In a famous immigration case from 1975, which concerned John Lennon’s exclusion from the U.S. due to a drug conviction, the court aptly described the law of immigration exclusions as a “magic mirror,”3 reflecting our exaggerated cultural anxieties back at us. Historically, alongside people of color and non-Christians, others frequently labeled “undesirable” immigrants and excluded in large numbers included people with disabilities. In addition to taking the Clinic this semester, I also have the opportunity to do an independent research project on the history of disability-related exclusions in U.S. immigration law, specifically those related to mental illness and addiction. This topic is personal for me, as someone in recovery from substance abuse and mental illness. So far, I have learned that while we have gradually gotten rid of many of the more odious and explicitly discriminatory grounds of exclusion over the years, certain disability-related ones remain, reflecting the antipathy and disdain our country still has toward people like me––we are still undesirable.

My research project focuses on INA §§ 212(a)(1)(A)(iii)-(iv) and its implementing regulations, which directly render inadmissible noncitizens with alcohol and drug addiction and certain other psychiatric diagnoses. In addition to these explicit exclusions, however, provisions elsewhere in the statute like public charge inadmissibility, good moral character requirements, and especially criminal grounds of inadmissibility/deportability all act proxies for excluding the addicted, disabled, and mentally ill. All of these inadmissibility grounds trace their origins back to the earliest laws excluding certain “kinds” of immigrants, which were passed in the 1880s, just as the eugenics movement was gathering steam in the United States.

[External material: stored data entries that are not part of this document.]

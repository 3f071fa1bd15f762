use chrono::Utc;
use std::{error::Error, fmt, sync::Arc};
use tokio_postgres::{Client, Error as ClientError};

/// Opaque key/value storage backed by the `plugin_kv` table.
#[derive(Clone)]
pub struct KvService {
    client: Arc<Client>,
}

impl KvService {
    pub fn new(client: Arc<Client>) -> Self {
        Self { client }
    }

    pub async fn get(&self, key: &str) -> Result<Option<Vec<u8>>, KvServiceError> {
        let row = self
            .client
            .query_opt("SELECT value FROM plugin_kv WHERE key = $1", &[&key])
            .await
            .map_err(|source| KvServiceError::Get {
                source,
                key: key.to_string(),
            })?;
        Ok(row.map(|row| row.get(0)))
    }

    pub async fn set(&self, key: &str, value: &[u8]) -> Result<(), KvServiceError> {
        self.client
            .execute(
                r#"
                INSERT INTO plugin_kv (key, value, updated_at) VALUES ($1, $2, $3)
                ON CONFLICT (key) DO UPDATE SET value = EXCLUDED.value, updated_at = EXCLUDED.updated_at
                "#,
                &[&key, &value, &Utc::now().naive_utc()],
            )
            .await
            .map_err(|source| KvServiceError::Set {
                source,
                key: key.to_string(),
            })?;
        Ok(())
    }
}

#[derive(Debug)]
pub enum KvServiceError {
    Get { source: ClientError, key: String },
    Set { source: ClientError, key: String },
}

impl fmt::Display for KvServiceError {
    fn fmt(&self, out: &mut fmt::Formatter) -> fmt::Result {
        use self::KvServiceError::*;
        match self {
            Get { source, key } => write!(out, "Could not get value for key {}: {}", key, source),
            Set { source, key } => write!(out, "Could not set value for key {}: {}", key, source),
        }
    }
}

impl Error for KvServiceError {
    fn source(&self) -> Option<&(dyn Error + 'static)> {
        use self::KvServiceError::*;
        Some(match self {
            Get { source, .. } => source,
            Set { source, .. } => source,
        })
    }
}
use crate::{
    host::{Broadcast, CommandSpec, Host, HostError, User},
    services::{Event, EventBus, KvService, UserInfo, UserService},
};
use carapax::{
    methods::SetMyCommands,
    types::{BotCommand, Integer},
    Api,
};
use futures_util::future::BoxFuture;
use serde_json::Value;

/// Host backed by the Telegram Bot API, PostgreSQL and an in-process event bus.
#[derive(Clone)]
pub struct TelegramHost {
    api: Api,
    users: UserService,
    kv: KvService,
    events: EventBus,
}

impl TelegramHost {
    pub fn new(api: Api, users: UserService, kv: KvService, events: EventBus) -> Self {
        Self { api, users, kv, events }
    }
}

fn into_user(info: UserInfo) -> Result<User, HostError> {
    match info.username {
        Some(username) => Ok(User::new(info.id.to_string(), username)),
        None => Err(HostError::NoUsername(info.id.to_string())),
    }
}

impl Host for TelegramHost {
    fn get_user<'a>(&'a self, user_id: &'a str) -> BoxFuture<'a, Result<User, HostError>> {
        Box::pin(async move {
            let id: Integer = user_id
                .parse()
                .map_err(|_| HostError::UserNotFound(user_id.to_string()))?;
            let info = self
                .users
                .find(id)
                .await
                .map_err(|err| HostError::Storage(Box::new(err)))?
                .ok_or_else(|| HostError::UserNotFound(user_id.to_string()))?;
            into_user(info)
        })
    }

    fn get_user_by_username<'a>(&'a self, username: &'a str) -> BoxFuture<'a, Result<User, HostError>> {
        Box::pin(async move {
            let info = self
                .users
                .find_by_username(username)
                .await
                .map_err(|err| HostError::Storage(Box::new(err)))?
                .ok_or_else(|| HostError::UsernameNotFound(username.to_string()))?;
            into_user(info)
        })
    }

    fn get_users_by_usernames<'a>(&'a self, usernames: &'a [String]) -> BoxFuture<'a, Result<Vec<User>, HostError>> {
        Box::pin(async move {
            let users = self
                .users
                .find_by_usernames(usernames)
                .await
                .map_err(|err| HostError::Storage(Box::new(err)))?
                .into_iter()
                .filter_map(|info| into_user(info).ok())
                .collect();
            Ok(users)
        })
    }

    fn kv_get<'a>(&'a self, key: &'a str) -> BoxFuture<'a, Result<Option<Vec<u8>>, HostError>> {
        Box::pin(async move { self.kv.get(key).await.map_err(|err| HostError::Storage(Box::new(err))) })
    }

    fn kv_set<'a>(&'a self, key: &'a str, value: Vec<u8>) -> BoxFuture<'a, Result<(), HostError>> {
        Box::pin(async move {
            self.kv
                .set(key, &value)
                .await
                .map_err(|err| HostError::Storage(Box::new(err)))
        })
    }

    fn publish(&self, event: &str, payload: Value, broadcast: Broadcast) {
        self.events.publish(Event {
            name: event.to_string(),
            payload,
            broadcast,
        });
    }

    fn register_command(&self, command: CommandSpec) -> BoxFuture<'_, Result<(), HostError>> {
        Box::pin(async move {
            if !command.auto_complete {
                return Ok(());
            }
            let bot_command = BotCommand::new(command.trigger, command.auto_complete_desc)
                .map_err(|err| HostError::Registration(Box::new(err)))?;
            self.api
                .execute(SetMyCommands::new(vec![bot_command]))
                .await
                .map_err(|err| HostError::Registration(Box::new(err)))?;
            Ok(())
        })
    }
}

To the architects of the 19th century eugenics movement, race and disability were intimately linked. “The eugenics movement in the United States was organized around three pillars: 1) the presumed superiority of the white Anglo-Saxon race; 2) the fear of racially inferior, unassimilable, undesirable immigrants; and 3) the fear of mental [and physical] disability.”4 Proponents of eugenics, believing that certain undesirable traits could be bred out of the population to create an ideal race, feared the “degeneration” of the American “breeding stock” through an increase in nonwhite and disabled immigrants.5 The infamous Chinese Exclusion Act of 1882 also coincided with the first explicit restrictions on immigrants with disabilities: the 1882 Immigration Act banned the entry of “any lunatic, idiot, or any person unable to take care of himself without becoming a public charge,”6 as well as “convicts.”7 Immigrants with visible physical disabilities were often turned away upon arrival, on the assumption that they could not work and would therefore become “public charges.”8 In the following decades, more categories were added to this list of exclusions, including “epileptics,”9 “feeble-minded,”10 “imbeciles,”11 and “insane persons.”12 In 1917, “chronic alcoholics”13 were added, along with the category of “constitutional psychopathic inferiority”14––later changed to “psychopathic personality”15––which was interpreted to ban LGBTQ noncitizens as “sexual deviants” until the 1990s.16

Meanwhile, stereotypes about the links between immigrants and disability proliferated. Advocates for the immigration quota system introduced in 1924 claimed that immigrants from certain countries were disproportionately mentally and physically “defective.”17 Tropes about the “slow-witted Slav,”18 “neurotic Jew,”19 and “violent and alcoholic Irishman”20 were common. In addition to eugenicist concerns about “contaminating” the American population with undesirable genes,21 others argued that disabled and/or racially inferior immigrants could or would not work as hard as able-bodied, white Americans, and therefore were a barrier to industrial development.22 As the Commissioner General of Immigration put it in 1907, “The exclusion from this country of the morally, mentally, and physically deficient is the principal object to be accomplished by the immigration laws.”23

Since their peak in the early-to-mid-20th century, exclusions on the basis of disability have gradually declined, as eugenic ideology has fallen out of favor and mental illness and addiction are increasingly seen as medical problems rather than moral failings.24 The Immigration Act of 1990 modified the existing disability-related inadmissibilities to create the categories we have today, namely: noncitizens who have a “mental or physical disorder and behavior associated with the disorder” that may pose a threat to the safety of themselves or others and “drug abuser[s] and addict[s].”25 Those in the former category are eligible for waiver; those in the latter are not.[26] Additionally, the number of noncitizens actually excluded on the basis of disability has decreased dramatically from its peak of over 42,000 between 1911 and 1920.27 In 2019, 480 noncitizens were inadmissible because of a mental or physical disorder and 1,395 because they were “drug abusers or addicts.”28

However, as exclusion of noncitizens with disabilities on these health-related grounds has declined, criminal exclusions have exploded.29 The trend toward mass incarceration beginning in the second half of the twentieth century has meant that more and more people––citizens and noncitizens alike––with physical and mental disabilities are caught up in the criminal legal system.30 The criminalization of drug use in particular has been a driving force behind increased criminal immigration exclusions, as drug convictions become proxies for disability and “degeneracy.”31 One of many problems with using drug convictions to approximate addiction is that convictions don’t go away––a person who has been in recovery for years can still be excluded based on an old conviction.32 And that may be exactly the point.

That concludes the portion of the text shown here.